I've already ordered a few things as I know she ( gender not confirmed yet, though I don't think that's important ) has mites, so I ordered some insecticide that had been recommended on here. Should hopefully arrive within the next few days.

I noticed when I was looking at the mites that she has some discharge from her right nostril as well, and it caked up a little bit so her breathing is kind of whistling, like we get when we have stuffed noses. I made a vet appointment for Thursday but was wondering if there's something I should do before then to hopefully keep her cozy? Is this a symptom of mites as well?

If the kind of mite is important, I'm not entirely sure what kind they are. They look like the world's tiniest millipedes, little strings with legs, and are obviously visible to the naked eye, just hard to spot because obviously feathers, I noticed them most around her face and head.

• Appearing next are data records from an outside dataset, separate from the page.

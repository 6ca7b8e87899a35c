//! Pipeline tests against stand-in tools.
//!
//! The renderer stand-in prints its arguments as "PCM" and the encoder
//! stand-in copies stdin into its output argument, so the produced file shows
//! exactly how the renderer was invoked.

#![cfg(unix)]

use std::os::unix::fs::PermissionsExt;
use std::path::{Path, PathBuf};
use std::sync::Mutex;

use miditape_render::{ConversionMode, Pipeline, PipelineConfig, RenderError};
use pretty_assertions::assert_eq;

// Writing an executable while another test thread forks can leave the file
// busy, so tests in this file run one at a time.
static SERIAL: Mutex<()> = Mutex::new(());

// =============================================================================
// Helper Functions
// =============================================================================

const ECHO_RENDERER: &str = "printf '%s\\n' \"$@\"";
const COPY_ENCODER: &str = "cat > \"$5\"";

fn script(dir: &Path, name: &str, body: &str) -> PathBuf {
    let path = dir.join(name);
    std::fs::write(&path, format!("#!/bin/sh\n{}\n", body)).unwrap();
    std::fs::set_permissions(&path, std::fs::Permissions::from_mode(0o755)).unwrap();
    path
}

struct Fixture {
    dir: tempfile::TempDir,
    soundfont: PathBuf,
    midi: PathBuf,
}

impl Fixture {
    fn new() -> Self {
        let dir = tempfile::tempdir().unwrap();
        let soundfont = dir.path().join("bank.sf2");
        std::fs::write(&soundfont, b"sfbk").unwrap();
        let midi = dir.path().join("song.mid");
        std::fs::write(&midi, b"MThd").unwrap();
        Self {
            dir,
            soundfont,
            midi,
        }
    }

    fn pipeline(&self, renderer: &str, encoder: &str, mode: ConversionMode) -> Pipeline {
        let renderer = script(self.dir.path(), "fluidsynth", renderer);
        let encoder = script(self.dir.path(), "lame", encoder);
        Pipeline::with_config(
            PipelineConfig::with_soundfont(&self.soundfont)
                .renderer_path(renderer)
                .encoder_path(encoder)
                .mode(mode),
        )
    }

    fn output(&self) -> PathBuf {
        self.dir.path().join("song.mp3")
    }

    fn expected_pcm(&self) -> String {
        format!(
            "-l\n-T\nraw\n-F\n-\n{}\n{}\n",
            self.soundfont.display(),
            self.midi.display()
        )
    }
}

// =============================================================================
// Tests
// =============================================================================

#[test]
fn test_sequential_conversion() {
    let _guard = SERIAL.lock().unwrap_or_else(|e| e.into_inner());
    let fixture = Fixture::new();
    let pipeline = fixture.pipeline(ECHO_RENDERER, COPY_ENCODER, ConversionMode::Sequential);

    pipeline.convert_file(&fixture.midi, &fixture.output()).unwrap();

    let written = std::fs::read_to_string(fixture.output()).unwrap();
    assert_eq!(written, fixture.expected_pcm());
}

#[test]
fn test_streamed_conversion() {
    let _guard = SERIAL.lock().unwrap_or_else(|e| e.into_inner());
    let fixture = Fixture::new();
    let pipeline = fixture.pipeline(ECHO_RENDERER, COPY_ENCODER, ConversionMode::Streamed);

    pipeline.convert_file(&fixture.midi, &fixture.output()).unwrap();

    let written = std::fs::read_to_string(fixture.output()).unwrap();
    assert_eq!(written, fixture.expected_pcm());
}

#[test]
fn test_convert_bytes_uses_temporary_file() {
    let _guard = SERIAL.lock().unwrap_or_else(|e| e.into_inner());
    let fixture = Fixture::new();
    // The renderer stand-in emits the MIDI file it was given.
    let pipeline = fixture.pipeline("cat \"$7\"", COPY_ENCODER, ConversionMode::Sequential);

    pipeline.convert(b"MThd-bytes", &fixture.output()).unwrap();

    assert_eq!(std::fs::read(fixture.output()).unwrap(), b"MThd-bytes");
}

#[test]
fn test_renderer_failure_reports_status() {
    let _guard = SERIAL.lock().unwrap_or_else(|e| e.into_inner());
    let fixture = Fixture::new();

    for mode in [ConversionMode::Sequential, ConversionMode::Streamed] {
        let pipeline = fixture.pipeline("echo 'no such preset' >&2; exit 3", COPY_ENCODER, mode);
        let err = pipeline
            .convert_file(&fixture.midi, &fixture.output())
            .unwrap_err();

        match err {
            RenderError::RendererFailure { exit_code, stderr } => {
                assert_eq!(exit_code, 3);
                assert!(stderr.contains("no such preset"));
            }
            other => panic!("expected renderer failure in {} mode, got {:?}", mode, other),
        }
    }
}

#[test]
fn test_encoder_failure_reports_status() {
    let _guard = SERIAL.lock().unwrap_or_else(|e| e.into_inner());
    let fixture = Fixture::new();

    for mode in [ConversionMode::Sequential, ConversionMode::Streamed] {
        let pipeline = fixture.pipeline(
            ECHO_RENDERER,
            "cat > /dev/null; echo 'bad bitrate' >&2; exit 4",
            mode,
        );
        let err = pipeline
            .convert_file(&fixture.midi, &fixture.output())
            .unwrap_err();

        assert_eq!(err.exit_code(), Some(4), "mode {}", mode);
        assert!(err.to_string().contains("bad bitrate"));
        assert!(matches!(err, RenderError::EncoderFailure { .. }));
    }
}

#[test]
fn test_encoder_exiting_early_is_blamed() {
    let _guard = SERIAL.lock().unwrap_or_else(|e| e.into_inner());
    let fixture = Fixture::new();

    // The renderer outlives the encoder's stdin and dies of a broken pipe.
    for mode in [ConversionMode::Sequential, ConversionMode::Streamed] {
        let pipeline = fixture.pipeline(
            "yes pcm | head -c 10000000",
            "echo 'cannot open output' >&2; exit 4",
            mode,
        );
        let err = pipeline
            .convert_file(&fixture.midi, &fixture.output())
            .unwrap_err();

        match err {
            RenderError::EncoderFailure { exit_code, stderr } => {
                assert_eq!(exit_code, 4, "mode {}", mode);
                assert!(stderr.contains("cannot open output"));
            }
            other => panic!("expected encoder failure in {} mode, got {:?}", mode, other),
        }
    }
}

#[test]
fn test_missing_encoder_is_reported() {
    let _guard = SERIAL.lock().unwrap_or_else(|e| e.into_inner());
    let fixture = Fixture::new();
    let renderer = script(fixture.dir.path(), "fluidsynth", ECHO_RENDERER);
    let missing = fixture.dir.path().join("no-lame-here");

    let pipeline = Pipeline::with_config(
        PipelineConfig::with_soundfont(&fixture.soundfont)
            .renderer_path(renderer)
            .encoder_path(&missing),
    );

    // Discovery falls back to the system when the configured path is absent.
    match pipeline.find_encoder() {
        Ok(found) => assert_ne!(found, missing),
        Err(err) => assert!(matches!(err, RenderError::EncoderNotFound)),
    }
}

Is a runny nose just something that german owls can get, with the short beak and all?

Can't supply pictures unfortunately, my camera decided to stop working and my cell phone takes very low quality pictures; you wouldn't be able to see anything.

Also, while I'm here, I noticed Brie walks with a very significant waddle; could this be from a minor splay leg, or should I get an x-ray to make sure its not something worse? She seemed to have gotten quite bullied at the loft I got her from, as she is missing her entire tail, a good amount of primary feathers on her wings, and little clumps around her neck, all of which are thankfully starting to grow back now, the bullying may have caused the 'limp' as well.

Thank you guys for your help!


----------



## Raisindust (Apr 8, 2010)

Here's a picture of her the day I got her. No worries about her wings being held weird, it's just because her tail feathers are missing so she constantly gets them situated odd because theres no tail feathers for them to sit on.


----------



## Raisindust (Apr 8, 2010)

Just bought some diatomaceous earth as well, will start mixing that with some of the bedding


----------



## John_D (Jan 24, 2002)

Whatever was recommended for external parasites should be fine. It is possible that she may have nasal or airsac mites, but the symptoms you noted could be of bacterial origin. But, If you clear up the mites first, the symptoms may disappear. What was it you are going to use for the mites?


----------



## Raisindust (Apr 8, 2010)

http://www.allbirdproducts.com/newproductpages/avian_insect_liquidator.html

This stuff I saw on a different thread about mites.

Doing some research, I'm thinking what she has may be lice instead -- they aren't little round dots like mites seem to be, they've definitely got longer bodies.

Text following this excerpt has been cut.